Tuan rumah memulai dengan baik tetapi gagal memanfaatkan dominasi awal mereka dan dihukum ketika Pedro Neto memberi umpan kepada Josh Acheampong yang berusia 19 tahun untuk menyundul gol pertama Liga Premiernya pada menit ke-49.
Neto dengan cepat memperburuk frustrasi Forest ketika menyelinapkan tendangan rendah melewati tangan Matz Sels, sebelum penyelesaian Reece James pada menit ke-84 mendahului pengusiran Malo Gusto yang tidak perlu.
Kekalahan tersebut membuat Forest berada di urutan ke-17 dengan hanya lima poin dan sekarang mencari manajer baru.
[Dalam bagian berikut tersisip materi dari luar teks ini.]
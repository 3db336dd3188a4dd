//! 统一错误模型
//! 定义访问控制核心的所有错误类型

use thiserror::Error;

/// 访问控制错误类型
#[derive(Debug, Error)]
pub enum AccessError {
    #[error("Database error: {0}")]
    Database(#[from] sqlx::Error),

    #[error("Configuration error: {0}")]
    Config(String),

    #[error("Resource not found: {0}")]
    NotFound(String),

    #[error("Invalid permission key: {0}")]
    InvalidPermissionKey(String),

    #[error("Validation error: {0}")]
    Validation(String),

    #[error("Conflict: {0}")]
    Conflict(String),
}

impl AccessError {
    /// 获取用户友好的错误消息（不包含敏感信息）
    pub fn user_message(&self) -> String {
        match self {
            AccessError::Database(_) => "Database error occurred".to_string(),
            AccessError::Config(_) => "Configuration error".to_string(),
            AccessError::NotFound(what) => format!("Resource not found: {what}"),
            AccessError::InvalidPermissionKey(key) => {
                format!("Invalid permission key: {key}")
            }
            AccessError::Validation(msg) => msg.clone(),
            AccessError::Conflict(msg) => msg.clone(),
        }
    }

    /// 判断是否为未找到错误
    pub fn is_not_found(&self) -> bool {
        matches!(self, AccessError::NotFound(_))
    }
}

/// 从 config::ConfigError 转换
impl From<config::ConfigError> for AccessError {
    fn from(e: config::ConfigError) -> Self {
        AccessError::Config(e.to_string())
    }
}

/// 从 validator::ValidationErrors 转换
impl From<validator::ValidationErrors> for AccessError {
    fn from(e: validator::ValidationErrors) -> Self {
        AccessError::Validation(e.to_string())
    }
}
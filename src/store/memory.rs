//! 内存存储实现
//! 用于测试与无数据库的嵌入场景

use std::collections::HashMap;
use std::sync::atomic::{AtomicI64, Ordering};

use async_trait::async_trait;
use chrono::Utc;
use tokio::sync::RwLock;
use uuid::Uuid;
use validator::Validate;

use crate::error::AccessError;
use crate::models::role::{NewRole, Role};
use crate::models::user::{NewPrincipal, Principal};
use crate::store::{PrincipalStore, RoleBindings, RoleStore};

/// 内存角色存储
#[derive(Debug, Default)]
pub struct MemoryRoleStore {
    roles: RwLock<HashMap<i64, Role>>,
    next_id: AtomicI64,
}

impl MemoryRoleStore {
    pub fn new() -> Self {
        Self::default()
    }

    /// 创建角色；slug 唯一性在此边界强制
    pub async fn create(&self, req: &NewRole) -> Result<Role, AccessError> {
        req.validate()?;

        let mut roles = self.roles.write().await;

        if roles.values().any(|r| r.slug == req.slug) {
            return Err(AccessError::Conflict(format!(
                "role slug '{}' already in use",
                req.slug
            )));
        }

        let now = Utc::now();
        let role = Role {
            id: self.next_id.fetch_add(1, Ordering::SeqCst) + 1,
            slug: req.slug.clone(),
            name: req.name.clone(),
            permissions: req.permissions.clone(),
            created_at: now,
            updated_at: now,
        };

        roles.insert(role.id, role.clone());
        Ok(role)
    }
}

#[async_trait]
impl RoleStore for MemoryRoleStore {
    async fn find_by_id(&self, id: i64) -> Result<Option<Role>, AccessError> {
        let roles = self.roles.read().await;
        Ok(roles.get(&id).cloned())
    }

    async fn find_by_slug(&self, slug: &str) -> Result<Option<Role>, AccessError> {
        let roles = self.roles.read().await;
        Ok(roles.values().find(|r| r.slug == slug).cloned())
    }

    async fn all(&self) -> Result<Vec<Role>, AccessError> {
        let roles = self.roles.read().await;
        let mut all: Vec<Role> = roles.values().cloned().collect();
        all.sort_by(|a, b| a.slug.cmp(&b.slug));
        Ok(all)
    }
}

/// 内存角色关联存储；Vec 顺序即关联建立顺序
#[derive(Debug, Default)]
pub struct MemoryRoleBindings {
    rows: RwLock<HashMap<Uuid, Vec<i64>>>,
}

impl MemoryRoleBindings {
    pub fn new() -> Self {
        Self::default()
    }
}

#[async_trait]
impl RoleBindings for MemoryRoleBindings {
    async fn attach(&self, principal_id: Uuid, role_id: i64) -> Result<(), AccessError> {
        let mut rows = self.rows.write().await;
        let bindings = rows.entry(principal_id).or_default();
        if !bindings.contains(&role_id) {
            bindings.push(role_id);
        }
        Ok(())
    }

    async fn detach(&self, principal_id: Uuid, role_id: i64) -> Result<u64, AccessError> {
        let mut rows = self.rows.write().await;
        let Some(bindings) = rows.get_mut(&principal_id) else {
            return Ok(0);
        };

        let before = bindings.len();
        bindings.retain(|id| *id != role_id);
        Ok((before - bindings.len()) as u64)
    }

    async fn detach_all(&self, principal_id: Uuid) -> Result<u64, AccessError> {
        let mut rows = self.rows.write().await;
        let removed = rows.remove(&principal_id).map(|b| b.len()).unwrap_or(0);
        Ok(removed as u64)
    }

    async fn list(&self, principal_id: Uuid) -> Result<Vec<i64>, AccessError> {
        let rows = self.rows.read().await;
        Ok(rows.get(&principal_id).cloned().unwrap_or_default())
    }
}

/// 内存主体存储
#[derive(Debug, Default)]
pub struct MemoryPrincipals {
    users: RwLock<HashMap<Uuid, Principal>>,
}

impl MemoryPrincipals {
    pub fn new() -> Self {
        Self::default()
    }

    /// 创建主体
    pub async fn create(&self, req: &NewPrincipal) -> Result<Principal, AccessError> {
        req.validate()?;

        let now = Utc::now();
        let principal = Principal {
            id: Uuid::new_v4(),
            username: req.username.clone(),
            email: req.email.clone(),
            permissions: req.permissions.clone(),
            created_at: now,
            updated_at: now,
        };

        let mut users = self.users.write().await;
        users.insert(principal.id, principal.clone());
        Ok(principal)
    }
}

#[async_trait]
impl PrincipalStore for MemoryPrincipals {
    async fn find(&self, id: Uuid) -> Result<Option<Principal>, AccessError> {
        let users = self.users.read().await;
        Ok(users.get(&id).cloned())
    }

    async fn delete(&self, id: Uuid) -> Result<bool, AccessError> {
        let mut users = self.users.write().await;
        Ok(users.remove(&id).is_some())
    }
}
Chelsea adalah arsitek dari masalah awal mereka sendiri, dua kali selamat dari kesalahan ceroboh sebelum Morgan Gibbs-White melepaskan tembakan melebar setelah sentuhan buruk Romeo Lavia.
Setelah tiga kali pergantian pemain di babak pertama, Chelsea keluar dengan terbang saat Neto memberikan umpan kepada Acheampong untuk menyundul melewati Sels, yang penanganannya kemudian buruk saat tembakan pemain sayap Portugal berusia 20 tahun itu melewati genggamannya setelah tendangan bebas pendek James tiga menit kemudian.
Postecoglou meluncurkan pembelaan penuh semangat atas pengalamannya dalam konferensi pers pra-pertandingan, merujuk pada keberhasilan Liga Europa UEFA musim lalu dengan Tottenham Hotspur. Terlepas dari peluang yang terlewatkan itu, Postecoglou menjadi bos Forest pertama yang gagal memenangkan satu pun dari delapan pertandingan pertamanya, dan tak lama setelah pertandingan penuh waktu, masa jabatannya dihentikan secara tiba-tiba.